• [WHAT YOU WILL DO]: The lines needed are those below that contain the word "rest"; copy each one.
BEGIN THE INPUT
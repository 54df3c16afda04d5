//! Spreadsheet export of the idea catalog.
//!
//! Produces a single-sheet `.xlsx` workbook (sheet `Avoid Data`) with one
//! row per idea. The workbook is written directly as Office Open XML parts
//! in a zip archive; cells use inline strings, so no shared-string table is
//! needed.

use anyhow::Result;
use ideavoid_core::models::Idea;
use quick_xml::events::{BytesDecl, BytesEnd, BytesStart, BytesText, Event};
use quick_xml::Writer;
use std::io::{Cursor, Write};
use std::path::Path;
use zip::write::SimpleFileOptions;
use zip::{CompressionMethod, ZipWriter};

pub const CONTENT_TYPE: &str =
    "application/vnd.openxmlformats-officedocument.spreadsheetml.sheet";
pub const FILE_NAME: &str = "avoid_data.xlsx";
pub const SHEET_NAME: &str = "Avoid Data";

/// Header label and column width (in characters).
const COLUMNS: &[(&str, u32)] = &[
    ("Name", 30),
    ("Description", 60),
    ("Tags", 40),
    ("Pain Points", 60),
    ("Category", 15),
    ("Saturation Level", 15),
    ("Competitor Count", 15),
    ("Market Type", 15),
    ("TAM", 15),
    ("Validation Status", 15),
    ("Last Verified", 15),
];

const SHEET_NS: &str = "http://schemas.openxmlformats.org/spreadsheetml/2006/main";
const REL_NS: &str = "http://schemas.openxmlformats.org/officeDocument/2006/relationships";

const CONTENT_TYPES_XML: &str = r#"<?xml version="1.0" encoding="UTF-8" standalone="yes"?>
<Types xmlns="http://schemas.openxmlformats.org/package/2006/content-types"><Default Extension="rels" ContentType="application/vnd.openxmlformats-package.relationships+xml"/><Default Extension="xml" ContentType="application/xml"/><Override PartName="/xl/workbook.xml" ContentType="application/vnd.openxmlformats-officedocument.spreadsheetml.sheet.main+xml"/><Override PartName="/xl/worksheets/sheet1.xml" ContentType="application/vnd.openxmlformats-officedocument.spreadsheetml.worksheet+xml"/></Types>"#;

const ROOT_RELS_XML: &str = r#"<?xml version="1.0" encoding="UTF-8" standalone="yes"?>
<Relationships xmlns="http://schemas.openxmlformats.org/package/2006/relationships"><Relationship Id="rId1" Type="http://schemas.openxmlformats.org/officeDocument/2006/relationships/officeDocument" Target="xl/workbook.xml"/></Relationships>"#;

const WORKBOOK_RELS_XML: &str = r#"<?xml version="1.0" encoding="UTF-8" standalone="yes"?>
<Relationships xmlns="http://schemas.openxmlformats.org/package/2006/relationships"><Relationship Id="rId1" Type="http://schemas.openxmlformats.org/officeDocument/2006/relationships/worksheet" Target="worksheets/sheet1.xml"/></Relationships>"#;

enum Cell {
    Text(String),
    Number(usize),
    Empty,
}

/// Strips a leading bullet (twice, for `- • item`) and upper-cases the
/// first letter.
pub fn format_pain_point(pain_point: &str) -> String {
    let mut text = pain_point.trim();
    for _ in 0..2 {
        if let Some(rest) = text.strip_prefix(['•', '-', '*']) {
            text = rest.trim_start();
        }
    }
    let mut chars = text.chars();
    match chars.next() {
        Some(first) => first.to_uppercase().chain(chars).collect(),
        None => String::new(),
    }
}

fn row_for(idea: &Idea) -> Vec<Cell> {
    let text = |s: &str| {
        if s.is_empty() {
            Cell::Empty
        } else {
            Cell::Text(s.to_string())
        }
    };
    let saturation = idea.saturation.as_ref();
    let pain_points = idea
        .pain_points
        .iter()
        .map(|p| format_pain_point(p))
        .collect::<Vec<_>>()
        .join("; ");

    vec![
        text(&idea.name),
        text(&idea.description),
        text(&idea.tags.join("; ")),
        text(&pain_points),
        text(idea.category.as_deref().unwrap_or("")),
        text(saturation.map(|s| s.level.as_str()).unwrap_or("")),
        match saturation.map(|s| s.competitor_count) {
            Some(n) if n > 0 => Cell::Number(n),
            _ => Cell::Empty,
        },
        text(saturation.map(|s| s.market_type.as_str()).unwrap_or("")),
        text(saturation.map(|s| s.tam.as_str()).unwrap_or("")),
        text(idea.validation.as_ref().map(|v| v.status.as_str()).unwrap_or("")),
        text(
            &saturation
                .map(|s| s.last_verified.to_rfc3339())
                .unwrap_or_default(),
        ),
    ]
}

/// `0 -> A`, `25 -> Z`, `26 -> AA`.
fn column_letter(mut index: usize) -> String {
    let mut out = Vec::new();
    loop {
        out.push(b'A' + (index % 26) as u8);
        if index < 26 {
            break;
        }
        index = index / 26 - 1;
    }
    out.reverse();
    String::from_utf8_lossy(&out).into_owned()
}

/// XML 1.0 forbids most control characters, even escaped.
fn xml_safe(text: &str) -> String {
    text.chars()
        .filter(|c| !c.is_control() || matches!(c, '\t' | '\n' | '\r'))
        .collect()
}

fn write_cell<W: Write>(w: &mut Writer<W>, reference: &str, cell: &Cell) -> Result<()> {
    match cell {
        Cell::Empty => {}
        Cell::Number(n) => {
            w.write_event(Event::Start(
                BytesStart::new("c").with_attributes([("r", reference)]),
            ))?;
            w.write_event(Event::Start(BytesStart::new("v")))?;
            w.write_event(Event::Text(BytesText::new(&n.to_string())))?;
            w.write_event(Event::End(BytesEnd::new("v")))?;
            w.write_event(Event::End(BytesEnd::new("c")))?;
        }
        Cell::Text(s) => {
            w.write_event(Event::Start(
                BytesStart::new("c").with_attributes([("r", reference), ("t", "inlineStr")]),
            ))?;
            w.write_event(Event::Start(BytesStart::new("is")))?;
            w.write_event(Event::Start(
                BytesStart::new("t").with_attributes([("xml:space", "preserve")]),
            ))?;
            w.write_event(Event::Text(BytesText::new(&xml_safe(s))))?;
            w.write_event(Event::End(BytesEnd::new("t")))?;
            w.write_event(Event::End(BytesEnd::new("is")))?;
            w.write_event(Event::End(BytesEnd::new("c")))?;
        }
    }
    Ok(())
}

fn write_row<W: Write>(w: &mut Writer<W>, row_number: usize, cells: &[Cell]) -> Result<()> {
    let r = row_number.to_string();
    w.write_event(Event::Start(
        BytesStart::new("row").with_attributes([("r", r.as_str())]),
    ))?;
    for (col, cell) in cells.iter().enumerate() {
        let reference = format!("{}{}", column_letter(col), row_number);
        write_cell(w, &reference, cell)?;
    }
    w.write_event(Event::End(BytesEnd::new("row")))?;
    Ok(())
}

fn sheet_xml(ideas: &[Idea]) -> Result<Vec<u8>> {
    let mut w = Writer::new(Vec::new());
    w.write_event(Event::Decl(BytesDecl::new("1.0", Some("UTF-8"), Some("yes"))))?;
    w.write_event(Event::Start(
        BytesStart::new("worksheet").with_attributes([("xmlns", SHEET_NS), ("xmlns:r", REL_NS)]),
    ))?;

    w.write_event(Event::Start(BytesStart::new("cols")))?;
    for (i, (_, width)) in COLUMNS.iter().enumerate() {
        let n = (i + 1).to_string();
        let width = width.to_string();
        w.write_event(Event::Empty(BytesStart::new("col").with_attributes([
            ("min", n.as_str()),
            ("max", n.as_str()),
            ("width", width.as_str()),
            ("customWidth", "1"),
        ])))?;
    }
    w.write_event(Event::End(BytesEnd::new("cols")))?;

    w.write_event(Event::Start(BytesStart::new("sheetData")))?;
    let header: Vec<Cell> = COLUMNS
        .iter()
        .map(|(label, _)| Cell::Text(label.to_string()))
        .collect();
    write_row(&mut w, 1, &header)?;
    for (i, idea) in ideas.iter().enumerate() {
        write_row(&mut w, i + 2, &row_for(idea))?;
    }
    w.write_event(Event::End(BytesEnd::new("sheetData")))?;
    w.write_event(Event::End(BytesEnd::new("worksheet")))?;

    Ok(w.into_inner())
}

fn workbook_xml() -> Result<Vec<u8>> {
    let mut w = Writer::new(Vec::new());
    w.write_event(Event::Decl(BytesDecl::new("1.0", Some("UTF-8"), Some("yes"))))?;
    w.write_event(Event::Start(
        BytesStart::new("workbook").with_attributes([("xmlns", SHEET_NS), ("xmlns:r", REL_NS)]),
    ))?;
    w.write_event(Event::Start(BytesStart::new("sheets")))?;
    w.write_event(Event::Empty(BytesStart::new("sheet").with_attributes([
        ("name", SHEET_NAME),
        ("sheetId", "1"),
        ("r:id", "rId1"),
    ])))?;
    w.write_event(Event::End(BytesEnd::new("sheets")))?;
    w.write_event(Event::End(BytesEnd::new("workbook")))?;
    Ok(w.into_inner())
}

/// Builds the workbook in memory.
pub fn build_workbook(ideas: &[Idea]) -> Result<Vec<u8>> {
    let mut zip = ZipWriter::new(Cursor::new(Vec::new()));
    let options = SimpleFileOptions::default().compression_method(CompressionMethod::Deflated);

    let parts: [(&str, Vec<u8>); 5] = [
        ("[Content_Types].xml", CONTENT_TYPES_XML.as_bytes().to_vec()),
        ("_rels/.rels", ROOT_RELS_XML.as_bytes().to_vec()),
        ("xl/workbook.xml", workbook_xml()?),
        ("xl/_rels/workbook.xml.rels", WORKBOOK_RELS_XML.as_bytes().to_vec()),
        ("xl/worksheets/sheet1.xml", sheet_xml(ideas)?),
    ];
    for (name, bytes) in parts {
        zip.start_file(name, options)?;
        zip.write_all(&bytes)?;
    }

    Ok(zip.finish()?.into_inner())
}

/// Writes the workbook to `output`, creating parent directories.
pub fn write_workbook(ideas: &[Idea], output: &Path) -> Result<()> {
    let bytes = build_workbook(ideas)?;
    if let Some(parent) = output.parent().filter(|p| !p.as_os_str().is_empty()) {
        std::fs::create_dir_all(parent)?;
    }
    std::fs::write(output, bytes)?;
    eprintln!("Exported {} ideas to {}", ideas.len(), output.display());
    Ok(())
}

#[cfg(test)]
mod tests {
    use super::*;
    use chrono::Utc;
    use ideavoid_core::saturation::from_competitor_count;
    use std::io::Read;

    fn read_part(bytes: &[u8], name: &str) -> String {
        let mut archive = zip::ZipArchive::new(Cursor::new(bytes)).unwrap();
        let mut file = archive.by_name(name).unwrap();
        let mut out = String::new();
        file.read_to_string(&mut out).unwrap();
        out
    }

    /// Text of every `<t>` and `<v>` element, in document order.
    fn cell_texts(xml: &str) -> Vec<String> {
        let mut reader = quick_xml::Reader::from_str(xml);
        let mut out = Vec::new();
        let mut inside = false;
        loop {
            match reader.read_event().unwrap() {
                Event::Start(e) if matches!(e.name().as_ref(), b"t" | b"v") => inside = true,
                Event::End(e) if matches!(e.name().as_ref(), b"t" | b"v") => inside = false,
                Event::Text(t) if inside => out.push(t.unescape().unwrap().into_owned()),
                Event::Eof => break,
                _ => {}
            }
        }
        out
    }

    #[test]
    fn test_format_pain_point() {
        assert_eq!(format_pain_point("- slow onboarding"), "Slow onboarding");
        assert_eq!(format_pain_point("• - nested bullet"), "Nested bullet");
        assert_eq!(format_pain_point("  * émigré"), "Émigré");
        assert_eq!(format_pain_point(""), "");
    }

    #[test]
    fn test_column_letter() {
        assert_eq!(column_letter(0), "A");
        assert_eq!(column_letter(10), "K");
        assert_eq!(column_letter(26), "AA");
    }

    #[test]
    fn test_workbook_contents() {
        let mut idea = Idea::new(
            "Meal <Planner> & Co",
            "Plan meals",
            vec!["food".into(), "family".into()],
        );
        idea.pain_points = vec!["- too slow".into(), "costly".into()];
        idea.saturation = Some(from_competitor_count(12, Utc::now()));
        let plain = Idea::new("Bare", "", vec![]);

        let bytes = build_workbook(&[idea, plain]).unwrap();

        let workbook = read_part(&bytes, "xl/workbook.xml");
        assert!(workbook.contains(r#"name="Avoid Data""#));

        let sheet = read_part(&bytes, "xl/worksheets/sheet1.xml");
        assert!(sheet.contains(r#"width="60""#));
        let texts = cell_texts(&sheet);
        assert_eq!(texts[0], "Name");
        assert_eq!(texts[10], "Last Verified");
        assert_eq!(texts[11], "Meal <Planner> & Co");
        assert_eq!(texts[12], "Plan meals");
        assert_eq!(texts[13], "food; family");
        assert_eq!(texts[14], "Too slow; Costly");
        assert_eq!(texts[15], "medium");
        assert_eq!(texts[16], "12");
        assert_eq!(texts[17], "blue ocean");
        assert_eq!(texts[18], "$50M+");
        // Second idea only has a name.
        assert_eq!(texts.last().map(String::as_str), Some("Bare"));
    }

    #[test]
    fn test_control_characters_are_stripped() {
        assert_eq!(xml_safe("a\u{0}b\tc\u{1b}"), "ab\tc");
    }
}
END THE INPUT
• [TASK ANSWER]:
        if let Some(rest) = text.strip_prefix(['•', '-', '*']) {
            text = rest.trim_start();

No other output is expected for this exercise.